Each line below should be written out exactly, with none skipped.

__________________________________________________

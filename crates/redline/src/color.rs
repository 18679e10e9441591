use serde::{Deserialize, Serialize};
use std::{fmt, str::FromStr};

const CHANNEL_MAX: f64 = 255.0;

/// An 8-bit RGB triple.
///
/// Parses from `#RRGGBB`, `RRGGBB` or `R,G,B` and serializes as `#RRGGBB`.
#[derive(Debug, Clone, Copy, PartialEq, Eq, Hash, Serialize, Deserialize)]
#[serde(try_from = "String", into = "String")]
pub struct Rgb(pub [u8; 3]);

impl Rgb {
    pub const RED: Rgb = Rgb([255, 0, 0]);

    pub fn new(r: u8, g: u8, b: u8) -> Self {
        Rgb([r, g, b])
    }

    /// Index of the strongest channel; ties resolve to the lowest index.
    pub fn dominant_channel(&self) -> usize {
        let mut best = 0;
        for c in 1..3 {
            if self.0[c] > self.0[best] {
                best = c;
            }
        }
        best
    }
}

impl FromStr for Rgb {
    type Err = String;

    fn from_str(s: &str) -> Result<Self, Self::Err> {
        let s = s.trim();
        if s.contains(',') {
            let channels: Vec<&str> = s.split(',').map(str::trim).collect();
            if channels.len() != 3 {
                return Err(format!(
                    "Invalid color '{}': expected three comma-separated channels",
                    s
                ));
            }
            let mut rgb = [0u8; 3];
            for (slot, value) in rgb.iter_mut().zip(&channels) {
                *slot = value.parse().map_err(|_| {
                    format!("Invalid color '{}': channel '{}' is not in 0-255", s, value)
                })?;
            }
            return Ok(Rgb(rgb));
        }

        let hex = s.strip_prefix('#').unwrap_or(s);
        if hex.len() != 6 || !hex.is_ascii() {
            return Err(format!(
                "Invalid color '{}': expected #RRGGBB or R,G,B",
                s
            ));
        }
        let mut rgb = [0u8; 3];
        for (i, slot) in rgb.iter_mut().enumerate() {
            *slot = u8::from_str_radix(&hex[2 * i..2 * i + 2], 16)
                .map_err(|_| format!("Invalid color '{}': not a hex triplet", s))?;
        }
        Ok(Rgb(rgb))
    }
}

impl TryFrom<String> for Rgb {
    type Error = String;

    fn try_from(value: String) -> Result<Self, Self::Error> {
        value.parse()
    }
}

impl From<Rgb> for String {
    fn from(value: Rgb) -> Self {
        value.to_string()
    }
}

impl fmt::Display for Rgb {
    fn fmt(&self, f: &mut fmt::Formatter<'_>) -> fmt::Result {
        let [r, g, b] = self.0;
        write!(f, "#{:02X}{:02X}{:02X}", r, g, b)
    }
}

/// How far a pixel is from the marker color.
#[derive(Debug, Clone, Copy, PartialEq, Eq, Serialize, Deserialize)]
#[serde(rename_all = "kebab-case")]
pub enum ColorMetric {
    /// Straight-line distance in RGB space.
    Euclidean,
    /// Largest per-channel difference.
    Chebyshev,
    /// How weakly the marker's dominant channel stands out over the other two:
    /// `255 - max(0, p[d] - max(p[others]))`. Ignores the marker's exact shade,
    /// which makes it robust against anti-aliased strokes.
    Dominance,
}

impl ColorMetric {
    pub fn max_distance(self) -> f64 {
        match self {
            ColorMetric::Euclidean => (3.0 * CHANNEL_MAX * CHANNEL_MAX).sqrt(),
            ColorMetric::Chebyshev | ColorMetric::Dominance => CHANNEL_MAX,
        }
    }

    pub fn distance(self, marker: Rgb, pixel: [u8; 3]) -> f64 {
        match self {
            ColorMetric::Euclidean => {
                let sum: i32 = marker
                    .0
                    .iter()
                    .zip(pixel.iter())
                    .map(|(&m, &p)| {
                        let d = m as i32 - p as i32;
                        d * d
                    })
                    .sum();
                (sum as f64).sqrt()
            }
            ColorMetric::Chebyshev => marker
                .0
                .iter()
                .zip(pixel.iter())
                .map(|(&m, &p)| m.abs_diff(p))
                .max()
                .unwrap_or(0) as f64,
            ColorMetric::Dominance => {
                let d = marker.dominant_channel();
                let others = (0..3)
                    .filter(|&c| c != d)
                    .map(|c| pixel[c])
                    .max()
                    .unwrap_or(0);
                let excess = pixel[d].saturating_sub(others);
                CHANNEL_MAX - excess as f64
            }
        }
    }
}

impl fmt::Display for ColorMetric {
    fn fmt(&self, f: &mut fmt::Formatter<'_>) -> fmt::Result {
        let name = match self {
            ColorMetric::Euclidean => "euclidean",
            ColorMetric::Chebyshev => "chebyshev",
            ColorMetric::Dominance => "dominance",
        };
        f.write_str(name)
    }
}

impl FromStr for ColorMetric {
    type Err = String;

    fn from_str(s: &str) -> Result<Self, Self::Err> {
        match s.to_ascii_lowercase().as_str() {
            "euclidean" => Ok(ColorMetric::Euclidean),
            "chebyshev" | "channel" => Ok(ColorMetric::Chebyshev),
            "dominance" => Ok(ColorMetric::Dominance),
            _ => Err(format!(
                "Invalid color metric '{}': expected euclidean, chebyshev or dominance",
                s
            )),
        }
    }
}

__________________________________________________

Solution to the exercise ▸
filename crates/redline/src/color.rs
repository 18679e10e9441591
use serde::{Deserialize, Serialize};
use std::{fmt, str::FromStr};

const CHANNEL_MAX: f64 = 255.0;

/// An 8-bit RGB triple.
///
/// Parses from `#RRGGBB`, `RRGGBB` or `R,G,B` and serializes as `#RRGGBB`.
#[derive(Debug, Clone, Copy, PartialEq, Eq, Hash, Serialize, Deserialize)]
#[serde(try_from = "String", into = "String")]
pub struct Rgb(pub [u8; 3]);

impl Rgb {
    pub const RED: Rgb = Rgb([255, 0, 0]);

    pub fn new(r: u8, g: u8, b: u8) -> Self {
        Rgb([r, g, b])
    }

    /// Index of the strongest channel; ties resolve to the lowest index.
    pub fn dominant_channel(&self) -> usize {
        let mut best = 0;
        for c in 1..3 {
            if self.0[c] > self.0[best] {
                best = c;
            }
        }
        best
    }
}

impl FromStr for Rgb {
    type Err = String;

    fn from_str(s: &str) -> Result<Self, Self::Err> {
        let s = s.trim();
        if s.contains(',') {
            let channels: Vec<&str> = s.split(',').map(str::trim).collect();
            if channels.len() != 3 {
                return Err(format!(
                    "Invalid color '{}': expected three comma-separated channels",
                    s
                ));
            }
            let mut rgb = [0u8; 3];
            for (slot, value) in rgb.iter_mut().zip(&channels) {
                *slot = value.parse().map_err(|_| {
                    format!("Invalid color '{}': channel '{}' is not in 0-255", s, value)
                })?;
            }
            return Ok(Rgb(rgb));
        }

        let hex = s.strip_prefix('#').unwrap_or(s);
        if hex.len() != 6 || !hex.is_ascii() {
            return Err(format!(
                "Invalid color '{}': expected #RRGGBB or R,G,B",
                s
            ));
        }
        let mut rgb = [0u8; 3];
        for (i, slot) in rgb.iter_mut().enumerate() {
            *slot = u8::from_str_radix(&hex[2 * i..2 * i + 2], 16)
                .map_err(|_| format!("Invalid color '{}': not a hex triplet", s))?;
        }
        Ok(Rgb(rgb))
    }
}

impl TryFrom<String> for Rgb {
    type Error = String;

    fn try_from(value: String) -> Result<Self, Self::Error> {
        value.parse()
    }
}

impl From<Rgb> for String {
    fn from(value: Rgb) -> Self {
        value.to_string()
    }
}

impl fmt::Display for Rgb {
    fn fmt(&self, f: &mut fmt::Formatter<'_>) -> fmt::Result {
        let [r, g, b] = self.0;
        write!(f, "#{:02X}{:02X}{:02X}", r, g, b)
    }
}

/// How far a pixel is from the marker color.
#[derive(Debug, Clone, Copy, PartialEq, Eq, Serialize, Deserialize)]
#[serde(rename_all = "kebab-case")]
pub enum ColorMetric {
    /// Straight-line distance in RGB space.
    Euclidean,
    /// Largest per-channel difference.
    Chebyshev,
    /// How weakly the marker's dominant channel stands out over the other two:
    /// `255 - max(0, p[d] - max(p[others]))`. Ignores the marker's exact shade,
    /// which makes it robust against anti-aliased strokes.
    Dominance,
}

impl ColorMetric {
    pub fn max_distance(self) -> f64 {
        match self {
            ColorMetric::Euclidean => (3.0 * CHANNEL_MAX * CHANNEL_MAX).sqrt(),
            ColorMetric::Chebyshev | ColorMetric::Dominance => CHANNEL_MAX,
        }
    }

    pub fn distance(self, marker: Rgb, pixel: [u8; 3]) -> f64 {
        match self {
            ColorMetric::Euclidean => {
                let sum: i32 = marker
                    .0
                    .iter()
                    .zip(pixel.iter())
                    .map(|(&m, &p)| {
                        let d = m as i32 - p as i32;
                        d * d
                    })
                    .sum();
                (sum as f64).sqrt()
            }
            ColorMetric::Chebyshev => marker
                .0
                .iter()
                .zip(pixel.iter())
                .map(|(&m, &p)| m.abs_diff(p))
                .max()
                .unwrap_or(0) as f64,
            ColorMetric::Dominance => {
                let d = marker.dominant_channel();
                let others = (0..3)
                    .filter(|&c| c != d)
                    .map(|c| pixel[c])
                    .max()
                    .unwrap_or(0);
                let excess = pixel[d].saturating_sub(others);
                CHANNEL_MAX - excess as f64
            }
        }
    }
}

impl fmt::Display for ColorMetric {
    fn fmt(&self, f: &mut fmt::Formatter<'_>) -> fmt::Result {
        let name = match self {
            ColorMetric::Euclidean => "euclidean",
            ColorMetric::Chebyshev => "chebyshev",
            ColorMetric::Dominance => "dominance",
        };
        f.write_str(name)
    }
}

impl FromStr for ColorMetric {
    type Err = String;

    fn from_str(s: &str) -> Result<Self, Self::Err> {
        match s.to_ascii_lowercase().as_str() {
            "euclidean" => Ok(ColorMetric::Euclidean),
            "chebyshev" | "channel" => Ok(ColorMetric::Chebyshev),
            "dominance" => Ok(ColorMetric::Dominance),
            _ => Err(format!(
                "Invalid color metric '{}': expected euclidean, chebyshev or dominance",
                s
            )),
        }
    }
}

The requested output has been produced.